Проснулся при высокой луне и только чуть прислушался — сразу же понял, что у костра его ребята допрашивают кого-то чужого.

— Значит, чей такой? Откудова? — спрашивал строго так голос Гришки Лыткина, совсем еще молодой голос, парнишечий, а ему отвечал человек, видать, крепкий, басом отвечал и со скрипом:

— Дальний буду. Сказать — с Карасуковки с самой… А дале что тебе?

Вот он откуда был, незнакомый пришелец, — с Карасуковки. Карасу — то есть «черная вода» по-русски, — с этим названием аулов и поселков было в степи не счесть. Но один Карасу русские на свою, на Карасуковку переделали, и деревня эта разрослась после, далеко кругом стала известна.

— Хвамилие твое? — спрашивал Гришка Лыткин.

— Глухов буду… Петро Петрович Глухов.

— Так… Почто по степи ночью шаришься? Белых ищешь либо красных?

Бас помолчал, после спросил:

— А вы кто будете? Мещеряковские, или как?

— А мы мещеряковские и есть! — весело так взвизгнул Гришка Лыткин и еще веселее спросил: — Испугался?

— Дурной ты… — ответил ему бас. — Кабы я тебя испугался, так и тюкнул бы на путе разок, после — был таков…

— Ну-ну! — возмутился Лыткин. — Еще кто кого! Ну, так что же ты делаешь в ночи-то? Один?

— Сказать — так бунтую я.

— Напротив кого?

— Ну, не напротив же тебя.

Засмеялись партизаны, а Гришка Лыткин обиделся:

— Всякие нонче ходют… А Карасуковка твоя — село непутевое. Воды в нем — капли пресной нету. Соль голимая.

Кто-то Лыткина поддержал:

— И с мужиков с карасуковских соленая вода шерсть гонит, ровно с баранов. Ушей у их в шерсти не видать!

Ефрем понял, что карасуковский мужик был шибко волосатым, стал ждать, что бас ответит.

Он шутки не принял:

— Не твоя пашня карасуковская и не твоя баба там. Ну и помалкивай знай!
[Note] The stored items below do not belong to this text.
//! External command descriptions and their results.
//!
//! The core never spawns anything itself; it hands a [`CommandSpec`] to the
//! `CommandRunner` port and decides, per call site, whether the
//! [`CommandOutcome`] is fatal, a warning, or fine.

use std::fmt;
use std::path::{Path, PathBuf};

/// How the child's standard streams are wired.
#[derive(Debug, Clone, Copy, PartialEq, Eq)]
pub enum StdioMode {
    /// stdout/stderr are collected and returned in [`CommandOutput`].
    Captured,
    /// The child shares the operator's terminal; nothing is collected.
    Attached,
}

/// A program invocation: what to run, with which arguments, and where.
#[derive(Debug, Clone, PartialEq, Eq)]
pub struct CommandSpec {
    program: PathBuf,
    args: Vec<String>,
    cwd: Option<PathBuf>,
}

impl CommandSpec {
    pub fn new(program: impl Into<PathBuf>) -> Self {
        Self {
            program: program.into(),
            args: Vec::new(),
            cwd: None,
        }
    }

    pub fn arg(mut self, arg: impl Into<String>) -> Self {
        self.args.push(arg.into());
        self
    }

    pub fn args<I, S>(mut self, args: I) -> Self
    where
        I: IntoIterator<Item = S>,
        S: Into<String>,
    {
        self.args.extend(args.into_iter().map(Into::into));
        self
    }

    pub fn current_dir(mut self, dir: impl Into<PathBuf>) -> Self {
        self.cwd = Some(dir.into());
        self
    }

    pub fn program(&self) -> &Path {
        &self.program
    }

    pub fn arguments(&self) -> &[String] {
        &self.args
    }

    pub fn cwd(&self) -> Option<&Path> {
        self.cwd.as_deref()
    }
}

/// Renders like a shell line: `npm install --legacy-peer-deps`.
///
/// Programs or arguments containing whitespace are double-quoted.
impl fmt::Display for CommandSpec {
    fn fmt(&self, f: &mut fmt::Formatter<'_>) -> fmt::Result {
        write_word(f, &self.program.display().to_string())?;
        for arg in &self.args {
            f.write_str(" ")?;
            write_word(f, arg)?;
        }
        Ok(())
    }
}

fn write_word(f: &mut fmt::Formatter<'_>, word: &str) -> fmt::Result {
    if word.chars().any(char::is_whitespace) {
        write!(f, "\"{word}\"")
    } else {
        f.write_str(word)
    }
}

/// Exit status plus whatever the child printed (empty when attached).
#[derive(Debug, Clone, PartialEq, Eq, Default)]
pub struct CommandOutput {
    /// `None` when the child was terminated by a signal.
    pub code: Option<i32>,
    pub stdout: String,
    pub stderr: String,
}

impl CommandOutput {
    pub fn success(&self) -> bool {
        self.code == Some(0)
    }

    /// Trimmed stdout, or `None` when it is empty.
    pub fn first_line(&self) -> Option<&str> {
        self.stdout
            .lines()
            .map(str::trim)
            .find(|line| !line.is_empty())
    }
}

/// Result of running a command to completion.
#[derive(Debug, Clone, PartialEq, Eq)]
pub enum CommandOutcome {
    Completed(CommandOutput),
    /// The operator sent an interrupt while the command was running.
    Interrupted,
}

impl CommandOutcome {
    pub fn succeeded(&self) -> bool {
        matches!(self, Self::Completed(out) if out.success())
    }

    pub fn output(&self) -> Option<&CommandOutput> {
        match self {
            Self::Completed(out) => Some(out),
            Self::Interrupted => None,
        }
    }
}
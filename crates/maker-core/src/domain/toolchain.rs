//! The external runtime and package manager the generated project needs.

use std::path::{Path, PathBuf};

use crate::domain::command::CommandSpec;

/// Names and flags of the JavaScript tooling, as configured.
#[derive(Debug, Clone, PartialEq, Eq)]
pub struct Toolchain {
    runtime: String,
    package_manager: String,
    relaxed_flag: String,
    dev_script: String,
}

impl Default for Toolchain {
    fn default() -> Self {
        Self {
            runtime: "node".into(),
            package_manager: "npm".into(),
            relaxed_flag: "--legacy-peer-deps".into(),
            dev_script: "dev".into(),
        }
    }
}

impl Toolchain {
    pub fn new(runtime: impl Into<String>, package_manager: impl Into<String>) -> Self {
        Self {
            runtime: runtime.into(),
            package_manager: package_manager.into(),
            ..Self::default()
        }
    }

    pub fn with_relaxed_flag(mut self, flag: impl Into<String>) -> Self {
        self.relaxed_flag = flag.into();
        self
    }

    pub fn with_dev_script(mut self, script: impl Into<String>) -> Self {
        self.dev_script = script.into();
        self
    }

    pub fn runtime(&self) -> &str {
        &self.runtime
    }

    pub fn package_manager(&self) -> &str {
        &self.package_manager
    }

    pub fn relaxed_flag(&self) -> &str {
        &self.relaxed_flag
    }

    pub fn dev_script(&self) -> &str {
        &self.dev_script
    }

    /// Runtime program as invoked by bare name.
    pub fn runtime_program(&self) -> PathBuf {
        PathBuf::from(&self.runtime)
    }

    /// Package-manager program as invoked by bare name.
    ///
    /// npm ships as a `.cmd` shim on Windows, which is not found without
    /// the extension.
    pub fn package_manager_program(&self) -> PathBuf {
        if cfg!(windows) {
            PathBuf::from(format!("{}.cmd", self.package_manager))
        } else {
            PathBuf::from(&self.package_manager)
        }
    }

    /// Runtime executable inside an explicit installation directory.
    pub fn runtime_in(&self, dir: &Path) -> PathBuf {
        if cfg!(windows) {
            dir.join(format!("{}.exe", self.runtime))
        } else {
            dir.join(&self.runtime)
        }
    }

    /// Package-manager executable inside an explicit installation directory.
    pub fn package_manager_in(&self, dir: &Path) -> PathBuf {
        dir.join(self.package_manager_program())
    }

    /// `<program> --version`.
    pub fn version_query(program: impl Into<PathBuf>) -> CommandSpec {
        CommandSpec::new(program).arg("--version")
    }

    /// Bind the toolchain to the package-manager program found by probing.
    pub fn package_manager_at(&self, program: impl Into<PathBuf>) -> PackageManager {
        PackageManager {
            program: program.into(),
            display_name: self.package_manager.clone(),
            relaxed_flag: self.relaxed_flag.clone(),
            dev_script: self.dev_script.clone(),
        }
    }

    /// Package manager invoked by bare name.
    pub fn default_package_manager(&self) -> PackageManager {
        self.package_manager_at(self.package_manager_program())
    }
}

/// Builds the package-manager commands run inside a project directory.
#[derive(Debug, Clone, PartialEq, Eq)]
pub struct PackageManager {
    program: PathBuf,
    display_name: String,
    relaxed_flag: String,
    dev_script: String,
}

impl PackageManager {
    pub fn program(&self) -> &Path {
        &self.program
    }

    pub fn relaxed_flag(&self) -> &str {
        &self.relaxed_flag
    }

    pub fn install(&self, cwd: &Path) -> CommandSpec {
        self.command(cwd, &["install"])
    }

    pub fn install_relaxed(&self, cwd: &Path) -> CommandSpec {
        self.command(cwd, &["install", &self.relaxed_flag])
    }

    pub fn audit(&self, cwd: &Path) -> CommandSpec {
        self.command(cwd, &["audit"])
    }

    pub fn audit_fix(&self, cwd: &Path) -> CommandSpec {
        self.command(cwd, &["audit", "fix"])
    }

    pub fn dev_server(&self, cwd: &Path) -> CommandSpec {
        self.command(cwd, &["run", &self.dev_script])
    }

    /// Command text for the operator to type by hand, e.g.
    /// `npm install --legacy-peer-deps`.
    pub fn manual_install_relaxed(&self) -> String {
        format!("{} install {}", self.display_name, self.relaxed_flag)
    }

    pub fn manual_install(&self) -> String {
        format!("{} install", self.display_name)
    }

    pub fn manual_dev_server(&self) -> String {
        format!("{} run {}", self.display_name, self.dev_script)
    }

    pub fn manual_run(&self, script: &str) -> String {
        format!("{} run {}", self.display_name, script)
    }

    pub fn manual_audit(&self) -> String {
        format!("{} audit", self.display_name)
    }

    fn command(&self, cwd: &Path, args: &[&str]) -> CommandSpec {
        CommandSpec::new(&self.program)
            .args(args.iter().copied())
            .current_dir(cwd)
    }
}
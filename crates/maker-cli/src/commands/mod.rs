//! Command handlers.
//!
//! Each handler translates parsed arguments into core calls. No business
//! logic lives here.

pub mod new;
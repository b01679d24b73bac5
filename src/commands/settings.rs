use anyhow::Result;
use serenity::all::{
    CommandInteraction, CommandOptionType, Context as SerenityContext, CreateCommand,
    CreateCommandOption,
};

use super::{Args, Reply, defer, finish, guild_of, success};
use crate::{
    database::{
        models::member::MAX_VOLUME,
        types::{AutoplayMode, LoopMode},
    },
    error::LibraryError,
    state::AppState,
};

pub fn definitions() -> Vec<CreateCommand> {
    vec![
        CreateCommand::new("volume")
            .description("Set your playback volume")
            .dm_permission(false)
            .add_option(
                CreateCommandOption::new(CommandOptionType::Integer, "value", "Volume in percent")
                    .min_int_value(0)
                    .max_int_value(MAX_VOLUME as u64)
                    .required(true),
            ),
        CreateCommand::new("autoplay")
            .description("Choose what happens when the queue runs out")
            .dm_permission(false)
            .add_option(
                CreateCommandOption::new(CommandOptionType::String, "mode", "Autoplay mode")
                    .add_string_choice("Disabled", "disabled")
                    .add_string_choice("Partial", "partial")
                    .add_string_choice("Enabled", "enabled")
                    .required(true),
            ),
        CreateCommand::new("loop")
            .description("Repeat the current song or the whole queue")
            .dm_permission(false)
            .add_option(
                CreateCommandOption::new(CommandOptionType::String, "mode", "Loop mode")
                    .add_string_choice("Off", "normal")
                    .add_string_choice("Song", "single")
                    .add_string_choice("Queue", "all")
                    .required(true),
            ),
    ]
}

pub async fn handle(ctx: &SerenityContext, cmd: &CommandInteraction, state: &AppState) -> Result<()> {
    defer(ctx, cmd).await;
    let outcome = run(cmd, state).await;
    finish(ctx, cmd, outcome).await
}

async fn run(cmd: &CommandInteraction, state: &AppState) -> Result<Reply, LibraryError> {
    let guild_id = guild_of(cmd)?;
    let user = cmd.user.id.get();
    let args = Args::new(&cmd.data.options);
    let embed = match cmd.data.name.as_str() {
        "volume" => {
            let raw = args.required_integer("value")?;
            let volume = i32::try_from(raw)
                .map_err(|_| LibraryError::invalid(format!("Volume must be between 0 and {MAX_VOLUME}.")))?;
            let member = state.bridge.set_volume(guild_id, user, volume).await?;
            success("🔊 Volume", format!("Volume set to **{}%**.", member.volume))
        }
        "autoplay" => {
            let mode: AutoplayMode = args
                .required_str("mode")?
                .parse()
                .map_err(|e: crate::database::types::ParseModeError| LibraryError::invalid(e.to_string()))?;
            let member = state.bridge.set_autoplay(guild_id, user, mode).await?;
            success("🎲 Autoplay", format!("Autoplay is now **{}**.", member.autoplay))
        }
        "loop" => {
            let mode: LoopMode = args
                .required_str("mode")?
                .parse()
                .map_err(|e: crate::database::types::ParseModeError| LibraryError::invalid(e.to_string()))?;
            let member = state.bridge.set_loop(guild_id, user, mode).await?;
            success("🔁 Loop", format!("Loop mode is now **{}**.", member.loop_mode))
        }
        other => return Err(LibraryError::invalid(format!("Unknown command `{other}`."))),
    };
    Ok(Reply::embed(embed))
}
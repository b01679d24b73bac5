use diesel::prelude::*;

use crate::database::{
    DbError, InsertMode, Record, SqlValue, gateway,
    schema::guild,
};

#[derive(Queryable, QueryableByName, Selectable, Insertable, Debug, Clone, PartialEq, Eq)]
#[diesel(table_name = guild)]
#[diesel(check_for_backend(diesel::sqlite::Sqlite))]
pub struct Guild {
    pub guild_id: i64,
    pub twenty_four_online: bool,
    pub music_channel_id: Option<i64>,
}

impl Record for Guild {
    const TABLE: &'static str = "guild";
    const COLUMNS: &'static [&'static str] = &["guild_id", "twenty_four_online", "music_channel_id"];

    fn values(&self) -> Vec<SqlValue> {
        vec![
            self.guild_id.into(),
            self.twenty_four_online.into(),
            self.music_channel_id.into(),
        ]
    }
}

/// Partial update; `None` leaves a column untouched.
#[derive(Debug, Default, Clone)]
pub struct GuildUpdate {
    pub twenty_four_online: Option<bool>,
    /// `Some(None)` clears the channel.
    pub music_channel_id: Option<Option<i64>>,
}

impl GuildUpdate {
    fn into_fields(self) -> Vec<(&'static str, SqlValue)> {
        let mut fields = Vec::new();
        if let Some(online) = self.twenty_four_online {
            fields.push(("twenty_four_online", online.into()));
        }
        if let Some(channel) = self.music_channel_id {
            fields.push(("music_channel_id", channel.into()));
        }
        fields
    }
}

impl Guild {
    pub fn new(guild_id: i64) -> Self {
        Self {
            guild_id,
            twenty_four_online: false,
            music_channel_id: None,
        }
    }

    pub fn create(conn: &mut SqliteConnection, guild_id: i64) -> Result<Guild, DbError> {
        let row = Self::new(guild_id);
        gateway::insert_rows(conn, std::slice::from_ref(&row), InsertMode::Normal)?;
        Ok(row)
    }

    /// Returns `true` when a new row was written.
    pub fn create_or_ignore(conn: &mut SqliteConnection, guild_id: i64) -> Result<bool, DbError> {
        Ok(gateway::insert_rows(conn, &[Self::new(guild_id)], InsertMode::Ignore)? > 0)
    }

    pub fn get(conn: &mut SqliteConnection, guild_id: i64) -> Result<Option<Guild>, DbError> {
        gateway::get_one(conn, "guild_id = ?", vec![guild_id.into()])
    }

    pub fn ensure(conn: &mut SqliteConnection, guild_id: i64) -> Result<Guild, DbError> {
        Self::create_or_ignore(conn, guild_id)?;
        Self::get(conn, guild_id)?.ok_or(DbError::Query(diesel::result::Error::NotFound))
    }

    pub fn update(
        conn: &mut SqliteConnection,
        guild_id: i64,
        changes: GuildUpdate,
    ) -> Result<usize, DbError> {
        gateway::update_rows(
            conn,
            Self::TABLE,
            changes.into_fields(),
            "guild_id = ?",
            vec![guild_id.into()],
        )
    }

    /// Writes the whole row, inserting it if the guild is new.
    pub fn save(conn: &mut SqliteConnection, row: &Guild) -> Result<usize, DbError> {
        gateway::insert_rows(
            conn,
            std::slice::from_ref(row),
            InsertMode::Upsert(&["guild_id"]),
        )
    }

    pub fn delete(conn: &mut SqliteConnection, guild_id: i64) -> Result<usize, DbError> {
        gateway::delete_rows(conn, Self::TABLE, "guild_id = ?", vec![guild_id.into()])
    }

    pub fn list_always_online(conn: &mut SqliteConnection) -> QueryResult<Vec<i64>> {
        guild::table
            .filter(guild::twenty_four_online.eq(true))
            .select(guild::guild_id)
            .load::<i64>(conn)
    }
}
С пришельцем этим разговаривать надо было серьезно.

— Так ты как бунтуешь-то — до зимы только либо до конца самого?

— Оно бы хорошо — до зимы. Вовсе хорошо. Но не управиться. У Колчака у энтого силов еще — стихия! Ну и обратно подумать — дело у него пахнет неустойкой.

— Видать?

— Порет он шибко мужиков. Насильничает. А сказать — так с перепугу. Забоялся мужика всурьез. Да… Он-то боится, а нам что с людоедства его может быть? Подумать страшно…

— Всех не перевешает.

— Не в том дело. Озверует он нас, мужиков. Озверует друг на дружку до крайности, сами себе рады не будем. И надо бы с им до зимы за это управиться, но шанса нету.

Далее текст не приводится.